DATA SUPPLIED |
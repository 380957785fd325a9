//! Ordered children of uniform type, matched by index.

use tracing::debug;

use super::{attach, discard, mount, remount_in_place, unmount};
use crate::{
    Result,
    component::{InstanceRef, Projection},
    id::IdPath,
    markup::Markup,
    runtime::Runtime,
};

#[derive(Default)]
pub(crate) struct OrderedChildren {
    items: Vec<InstanceRef>,
}

impl OrderedChildren {
    pub(crate) fn mount(
        rt: &mut Runtime,
        parent: &IdPath,
        next: &[Projection],
        do_markup: bool,
        do_handlers: bool,
    ) -> Result<(Self, Vec<Markup>)> {
        let mut items = Vec::with_capacity(next.len());
        let mut markups = Vec::new();
        for (at, projection) in next.iter().enumerate() {
            match mount(rt, projection, &parent.child_index(at), do_markup, do_handlers) {
                Ok((instance, markup)) => {
                    markups.extend(markup);
                    items.push(instance);
                }
                Err(err) => {
                    discard(rt, items);
                    return Err(err);
                }
            }
        }
        Ok((Self { items }, markups))
    }

    pub(crate) fn regen(
        &self,
        rt: &mut Runtime,
        parent: &IdPath,
        do_markup: bool,
        do_handlers: bool,
    ) -> Result<Vec<Markup>> {
        let mut markups = Vec::new();
        for (at, instance) in self.items.iter().enumerate() {
            let markup = instance.borrow_mut().gen_markup(
                rt,
                &parent.child_index(at),
                do_markup,
                do_handlers,
            )?;
            markups.extend(markup);
        }
        Ok(markups)
    }

    pub(crate) fn reconcile(
        &mut self,
        rt: &mut Runtime,
        parent: &IdPath,
        next: &[Projection],
    ) -> Result<()> {
        let shared = self.items.len().min(next.len());

        for (at, projection) in next.iter().enumerate().take(shared) {
            let current = &self.items[at];
            if projection.matches(current) {
                current.borrow_mut().do_control(rt, projection.props())?;
            } else {
                let fresh = remount_in_place(rt, current, projection, &parent.child_index(at))?;
                self.items[at] = fresh;
            }
        }

        let surplus: Vec<InstanceRef> = self.items.drain(shared..).collect();
        if !surplus.is_empty() {
            debug!(%parent, count = surplus.len(), "shrink");
        }
        let mut surplus = surplus.into_iter();
        while let Some(instance) = surplus.next() {
            if let Err(err) = unmount(rt, &instance) {
                self.items.push(instance);
                self.items.extend(surplus);
                return Err(err);
            }
        }

        for (at, projection) in next.iter().enumerate().skip(shared) {
            let after = self
                .items
                .last()
                .and_then(|last| last.borrow().dom_id());
            let id = parent.child_index(at);
            let (instance, markup) = mount(rt, projection, &id, true, true)?;
            attach(
                rt,
                parent,
                after.as_ref().map(IdPath::as_str),
                &id,
                markup.as_ref(),
            )?;
            self.items.push(instance);
        }
        Ok(())
    }

    pub(crate) fn into_instances(self) -> Vec<InstanceRef> {
        self.items
    }

    pub(crate) fn len(&self) -> usize {
        self.items.len()
    }
}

TASK |
Transcribe all of the entries without alteration.

RESULT OF THE EXERCISE |
repository 380957785fd325a9
//! Ordered children of uniform type, matched by index.

use tracing::debug;

use super::{attach, discard, mount, remount_in_place, unmount};
use crate::{
    Result,
    component::{InstanceRef, Projection},
    id::IdPath,
    markup::Markup,
    runtime::Runtime,
};

#[derive(Default)]
pub(crate) struct OrderedChildren {
    items: Vec<InstanceRef>,
}

impl OrderedChildren {
    pub(crate) fn mount(
        rt: &mut Runtime,
        parent: &IdPath,
        next: &[Projection],
        do_markup: bool,
        do_handlers: bool,
    ) -> Result<(Self, Vec<Markup>)> {
        let mut items = Vec::with_capacity(next.len());
        let mut markups = Vec::new();
        for (at, projection) in next.iter().enumerate() {
            match mount(rt, projection, &parent.child_index(at), do_markup, do_handlers) {
                Ok((instance, markup)) => {
                    markups.extend(markup);
                    items.push(instance);
                }
                Err(err) => {
                    discard(rt, items);
                    return Err(err);
                }
            }
        }
        Ok((Self { items }, markups))
    }

    pub(crate) fn regen(
        &self,
        rt: &mut Runtime,
        parent: &IdPath,
        do_markup: bool,
        do_handlers: bool,
    ) -> Result<Vec<Markup>> {
        let mut markups = Vec::new();
        for (at, instance) in self.items.iter().enumerate() {
            let markup = instance.borrow_mut().gen_markup(
                rt,
                &parent.child_index(at),
                do_markup,
                do_handlers,
            )?;
            markups.extend(markup);
        }
        Ok(markups)
    }

    pub(crate) fn reconcile(
        &mut self,
        rt: &mut Runtime,
        parent: &IdPath,
        next: &[Projection],
    ) -> Result<()> {
        let shared = self.items.len().min(next.len());

        for (at, projection) in next.iter().enumerate().take(shared) {
            let current = &self.items[at];
            if projection.matches(current) {
                current.borrow_mut().do_control(rt, projection.props())?;
            } else {
                let fresh = remount_in_place(rt, current, projection, &parent.child_index(at))?;
                self.items[at] = fresh;
            }
        }

        let surplus: Vec<InstanceRef> = self.items.drain(shared..).collect();
        if !surplus.is_empty() {
            debug!(%parent, count = surplus.len(), "shrink");
        }
        let mut surplus = surplus.into_iter();
        while let Some(instance) = surplus.next() {
            if let Err(err) = unmount(rt, &instance) {
                self.items.push(instance);
                self.items.extend(surplus);
                return Err(err);
            }
        }

        for (at, projection) in next.iter().enumerate().skip(shared) {
            let after = self
                .items
                .last()
                .and_then(|last| last.borrow().dom_id());
            let id = parent.child_index(at);
            let (instance, markup) = mount(rt, projection, &id, true, true)?;
            attach(
                rt,
                parent,
                after.as_ref().map(IdPath::as_str),
                &id,
                markup.as_ref(),
            )?;
            self.items.push(instance);
        }
        Ok(())
    }

    pub(crate) fn into_instances(self) -> Vec<InstanceRef> {
        self.items
    }

    pub(crate) fn len(&self) -> usize {
        self.items.len()
    }
}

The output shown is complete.